Reputation: 2016
As of October 2017, is it possible to write Sparklyr Spark Data Frames into SQL Server?
I got this error:
> DBI::dbWriteTable(con, "DZ_test", for_test)
Error in (function (classes, fdef, mtable) :
unable to find an inherited method for function ‘dbWriteTable’ for signature
‘"Microsoft SQL Server", "character", "tbl_spark"’
I'm currently running:
There is something similar for Cassandra in the wonderful crassy
package, but not sure if there is a connector or method for SQL Server. Thanks!
SOLVED!!!
I used the jdbc driver for SQL server. I had jdk 1.8, so that meant I used the driver for Java 8 on all nodes:
spark.jars.packages com.microsoft.sqlserver:mssql-jdbc:6.2.2.jre8
I put this in $SPARK_HOME/conf/spark-defaults.conf
.
I typically log into the SQL server using kerberos authentication, but since that was not set up on all nodes of my test cluster I made a SQL login for the database of interest (required an administrator) and connected via that username/pass.
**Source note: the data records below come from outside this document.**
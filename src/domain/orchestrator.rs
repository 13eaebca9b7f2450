//! Entry orchestration.
//!
//! One cycle for one managed instrument:
//!
//! 1. stop if the global pause flag is set or the rate limiter vetoes
//! 2. fetch the candle window (a failed fetch is insufficient data)
//! 3. assess the strategy; no signal stops here without touching the guard
//! 4. `can_enter` + `begin` through an `EntryPermit`
//! 5. double-check the live exchange position
//! 6. place the order under a timeout
//! 7. the permit drops and releases the guard with the cooldown, whatever
//!    happened in 5 and 6
//!
//! Cycles for different instruments run concurrently and share one guard.
//! A failure in one cycle is reported in its outcome and never reaches
//! another instrument's cycle.

use std::fmt;
use std::sync::Arc;
use std::sync::atomic::{AtomicBool, Ordering};

use chrono::Duration;
use futures::future::join_all;
use tokio::sync::watch;
use tokio::time::{MissedTickBehavior, timeout};
use tracing::{debug, error, info, warn};

use crate::domain::clock::Clock;
use crate::domain::error::SignalError;
use crate::domain::guard::{GuardRejection, PositionGuard};
use crate::domain::market::{Side, Timeframe};
use crate::domain::rate_limiter::EvaluationRateLimiter;
use crate::domain::scorer::{NoSignalReason, Verdict};
use crate::domain::strategy::Strategy;
use crate::ports::candle_port::CandleFeed;
use crate::ports::execution_port::{OrderExecutor, OrderRequest, OrderResult, OrderType};

#[derive(Debug, Clone, PartialEq)]
pub struct OrchestratorConfig {
    pub candle_count: usize,
    /// Applied after every entry attempt, successful or not.
    pub cooldown: Duration,
    pub order_timeout: std::time::Duration,
    pub tick_interval: std::time::Duration,
    pub min_evaluation_interval: Duration,
}

impl Default for OrchestratorConfig {
    fn default() -> Self {
        Self {
            candle_count: 100,
            cooldown: Duration::milliseconds(7_000),
            order_timeout: std::time::Duration::from_millis(10_000),
            tick_interval: std::time::Duration::from_secs(60),
            min_evaluation_interval: Duration::seconds(30),
        }
    }
}

#[derive(Debug, Clone)]
pub struct ManagedInstrument {
    pub symbol: String,
    pub timeframe: Timeframe,
    pub order_size: f64,
    pub strategy: Arc<Strategy>,
}

/// Global kill switch, polled before every cycle.
#[derive(Debug, Clone, Default)]
pub struct PauseFlag(Arc<AtomicBool>);

impl PauseFlag {
    pub fn new(paused: bool) -> Self {
        Self(Arc::new(AtomicBool::new(paused)))
    }

    pub fn pause(&self) {
        self.0.store(true, Ordering::SeqCst);
    }

    pub fn resume(&self) {
        self.0.store(false, Ordering::SeqCst);
    }

    pub fn is_paused(&self) -> bool {
        self.0.load(Ordering::SeqCst)
    }
}

#[derive(Debug, Clone, PartialEq)]
pub enum CycleOutcome {
    Paused,
    RateLimited,
    InsufficientData,
    NoSignal(NoSignalReason),
    Blocked(GuardRejection),
    Entered(OrderResult),
    ExecutionFailed(String),
}

impl CycleOutcome {
    pub fn is_entry(&self) -> bool {
        matches!(self, CycleOutcome::Entered(_))
    }
}

impl fmt::Display for CycleOutcome {
    fn fmt(&self, f: &mut fmt::Formatter<'_>) -> fmt::Result {
        match self {
            CycleOutcome::Paused => write!(f, "paused"),
            CycleOutcome::RateLimited => write!(f, "rate limited"),
            CycleOutcome::InsufficientData => write!(f, "insufficient data"),
            CycleOutcome::NoSignal(reason) => write!(f, "no signal: {}", reason),
            CycleOutcome::Blocked(rejection) => write!(f, "blocked: {}", rejection),
            CycleOutcome::Entered(order) => write!(
                f,
                "entered {} {} x{} (order {})",
                order.side, order.instrument, order.size, order.order_id
            ),
            CycleOutcome::ExecutionFailed(reason) => write!(f, "execution failed: {}", reason),
        }
    }
}

#[derive(Debug, Clone, PartialEq)]
pub struct CycleReport {
    pub instrument: String,
    pub outcome: CycleOutcome,
}

pub struct EntryOrchestrator {
    config: OrchestratorConfig,
    instruments: Vec<ManagedInstrument>,
    feed: Arc<dyn CandleFeed>,
    executor: Arc<dyn OrderExecutor>,
    guard: Arc<PositionGuard>,
    limiter: EvaluationRateLimiter,
    pause: PauseFlag,
    clock: Arc<dyn Clock>,
}

impl EntryOrchestrator {
    pub fn new(
        config: OrchestratorConfig,
        feed: Arc<dyn CandleFeed>,
        executor: Arc<dyn OrderExecutor>,
        clock: Arc<dyn Clock>,
    ) -> Self {
        let guard = Arc::new(PositionGuard::new(Arc::clone(&clock)));
        let limiter = EvaluationRateLimiter::new(config.min_evaluation_interval);
        Self {
            config,
            instruments: Vec::new(),
            feed,
            executor,
            guard,
            limiter,
            pause: PauseFlag::default(),
            clock,
        }
    }

    /// Shares an existing guard, e.g. with a scanner running its own cycles.
    pub fn with_guard(mut self, guard: Arc<PositionGuard>) -> Self {
        self.guard = guard;
        self
    }

    pub fn with_pause_flag(mut self, pause: PauseFlag) -> Self {
        self.pause = pause;
        self
    }

    pub fn with_instruments(mut self, instruments: Vec<ManagedInstrument>) -> Self {
        self.instruments = instruments;
        self
    }

    pub fn instruments(&self) -> &[ManagedInstrument] {
        &self.instruments
    }

    pub fn guard(&self) -> &Arc<PositionGuard> {
        &self.guard
    }

    pub fn pause_flag(&self) -> &PauseFlag {
        &self.pause
    }

    pub fn config(&self) -> &OrchestratorConfig {
        &self.config
    }

    /// One scheduled cycle, subject to the rate limiter.
    pub async fn evaluate_instrument(&self, instrument: &ManagedInstrument) -> CycleOutcome {
        self.cycle(instrument, true).await
    }

    /// An on-demand cycle for a managed instrument. Skips the rate limiter
    /// but honours the pause flag and the guard. `None` if the symbol is not
    /// managed here.
    pub async fn trigger(&self, symbol: &str) -> Option<CycleOutcome> {
        let instrument = self.instruments.iter().find(|i| i.symbol == symbol)?;
        Some(self.cycle(instrument, false).await)
    }

    /// Evaluates every managed instrument concurrently.
    pub async fn run_tick(&self) -> Vec<CycleReport> {
        join_all(self.instruments.iter().map(|instrument| async move {
            CycleReport {
                instrument: instrument.symbol.clone(),
                outcome: self.evaluate_instrument(instrument).await,
            }
        }))
        .await
    }

    /// Repeats `run_tick` every `tick_interval` until `shutdown` turns true
    /// (or its sender goes away) or `max_ticks` ticks have run. Returns the
    /// number of ticks run.
    pub async fn run<F>(
        &self,
        mut shutdown: watch::Receiver<bool>,
        max_ticks: Option<usize>,
        mut on_tick: F,
    ) -> usize
    where
        F: FnMut(usize, &[CycleReport]),
    {
        // a zero period panics in tokio
        let period = self.config.tick_interval.max(std::time::Duration::from_millis(1));
        let mut interval = tokio::time::interval(period);
        interval.set_missed_tick_behavior(MissedTickBehavior::Delay);
        let mut ticks = 0;

        info!(
            instruments = self.instruments.len(),
            tick_secs = self.config.tick_interval.as_secs_f64(),
            "orchestrator started"
        );

        loop {
            if *shutdown.borrow() || max_ticks.is_some_and(|max| ticks >= max) {
                break;
            }
            tokio::select! {
                _ = interval.tick() => {
                    let reports = self.run_tick().await;
                    ticks += 1;
                    let entries = reports.iter().filter(|r| r.outcome.is_entry()).count();
                    debug!(tick = ticks, entries, "tick complete");
                    on_tick(ticks, &reports);
                }
                changed = shutdown.changed() => {
                    if changed.is_err() {
                        break;
                    }
                }
            }
        }

        info!(ticks, "orchestrator stopped");
        ticks
    }

    async fn cycle(&self, instrument: &ManagedInstrument, rate_limited: bool) -> CycleOutcome {
        let symbol = instrument.symbol.as_str();

        if self.pause.is_paused() {
            debug!(instrument = symbol, "paused, skipping cycle");
            return CycleOutcome::Paused;
        }
        if rate_limited && !self.limiter.try_begin(symbol, self.clock.now()) {
            debug!(instrument = symbol, "evaluated too recently, skipping");
            return CycleOutcome::RateLimited;
        }

        let candles = match self
            .feed
            .get_candles(symbol, instrument.timeframe, self.config.candle_count)
            .await
        {
            Ok(candles) => candles,
            Err(e) => {
                warn!(instrument = symbol, error = %e, "candle fetch failed");
                return CycleOutcome::InsufficientData;
            }
        };

        let (sheet, verdict) = instrument.strategy.assess(&candles);
        let decision = match verdict {
            Verdict::Signal(decision) => decision,
            Verdict::NoSignal(NoSignalReason::InsufficientData) => {
                debug!(instrument = symbol, candles = candles.len(), "not enough candles");
                return CycleOutcome::InsufficientData;
            }
            Verdict::NoSignal(reason) => {
                debug!(
                    instrument = symbol,
                    bullish = sheet.as_ref().map(|s| s.bullish),
                    bearish = sheet.as_ref().map(|s| s.bearish),
                    reason = %reason,
                    "no signal"
                );
                return CycleOutcome::NoSignal(reason);
            }
        };

        let side = decision.direction;
        info!(
            instrument = symbol,
            %side,
            confidence = decision.confidence,
            bullish = decision.bullish_score,
            bearish = decision.bearish_score,
            strategy = %instrument.strategy.name,
            "signal"
        );

        let permit = match self.guard.try_enter(symbol, side, self.config.cooldown) {
            Ok(permit) => permit,
            Err(rejection) => {
                warn!(instrument = symbol, %side, reason = %rejection, "entry refused by guard");
                return CycleOutcome::Blocked(rejection);
            }
        };

        let outcome = self
            .enter(instrument, side, decision.confidence, candles.last().map(|c| c.close))
            .await;
        drop(permit);
        outcome
    }

    async fn enter(
        &self,
        instrument: &ManagedInstrument,
        side: Side,
        confidence: f64,
        reference_price: Option<f64>,
    ) -> CycleOutcome {
        let symbol = instrument.symbol.as_str();

        match self.executor.active_position(symbol).await {
            Ok(Some(position)) if position.size > 0.0 => {
                let rejection = if position.side == side {
                    GuardRejection::SameSideAlreadyOpen
                } else {
                    GuardRejection::OppositeSideOpen
                };
                info!(
                    instrument = symbol,
                    %side,
                    open_side = %position.side,
                    open_size = position.size,
                    reason = %rejection,
                    "position already open on exchange"
                );
                return CycleOutcome::Blocked(rejection);
            }
            Ok(_) => {}
            Err(e) => {
                error!(instrument = symbol, %side, error = %e, "entry_failed");
                return CycleOutcome::ExecutionFailed(e.to_string());
            }
        }

        let request = OrderRequest {
            instrument: symbol.to_string(),
            side,
            size: instrument.order_size,
            order_type: OrderType::Market,
            reference_price,
            reason: format!("{} ({:.0}% confidence)", instrument.strategy.name, confidence),
        };

        let placed = match timeout(self.config.order_timeout, self.executor.place_order(&request))
            .await
        {
            Ok(result) => result,
            Err(_) => Err(SignalError::ExecutionTimeout {
                instrument: symbol.to_string(),
                timeout_ms: self.config.order_timeout.as_millis() as u64,
            }),
        };

        match placed {
            Ok(order) => {
                info!(
                    instrument = symbol,
                    %side,
                    order_id = %order.order_id,
                    size = order.size,
                    fill_price = order.fill_price,
                    "entry_ok"
                );
                CycleOutcome::Entered(order)
            }
            Err(e) => {
                error!(instrument = symbol, %side, error = %e, "entry_failed");
                CycleOutcome::ExecutionFailed(e.to_string())
            }
        }
    }
}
spark_write_jdbc(my_sdf, "my_sdf",
options = list(
url=paste0("jdbc:sqlserver://cwjensql10.cwjwin.local;",
"databaseName=HER_NILM;",
"user=HER;",
"password=Test1;"),
driver="com.microsoft.sqlserver.jdbc.SQLServerDriver")
)
If you want to use Kerberos authentication (and are running on linux) it would look as such:
spark_write_jdbc(my_sdf, "my_sdf",
options = list(
url=paste0("jdbc:sqlserver://cwjensql10.cwjwin.local;",
"databaseName=HER_NILM;",
"integratedSecurity=true;",
"authenticationScheme=JavaKerberos;"),
driver="com.microsoft.sqlserver.jdbc.SQLServerDriver")
)
For Windows, just don't include the authenticationScheme
option.
Big thanks to @user6910411!!!!
Upvotes: 3
Views: 925
Reputation: 330203
You can use sparklyr::spark_write_jdbc
function to write data directly from Spark without collecting data in R. To make it work, you'll need an appropriate JDBC driver available on the driver and worker nodes.
Assuming driver is already included using spark.jars.packages
, you'll need something similar to:
spark_write_jdbc(
df, "some_name",
options=list(
url="jdbc:sqlserver://...",
driver="com.microsoft.sqlserver.jdbc.SQLServerDriver"))
Upvotes: 3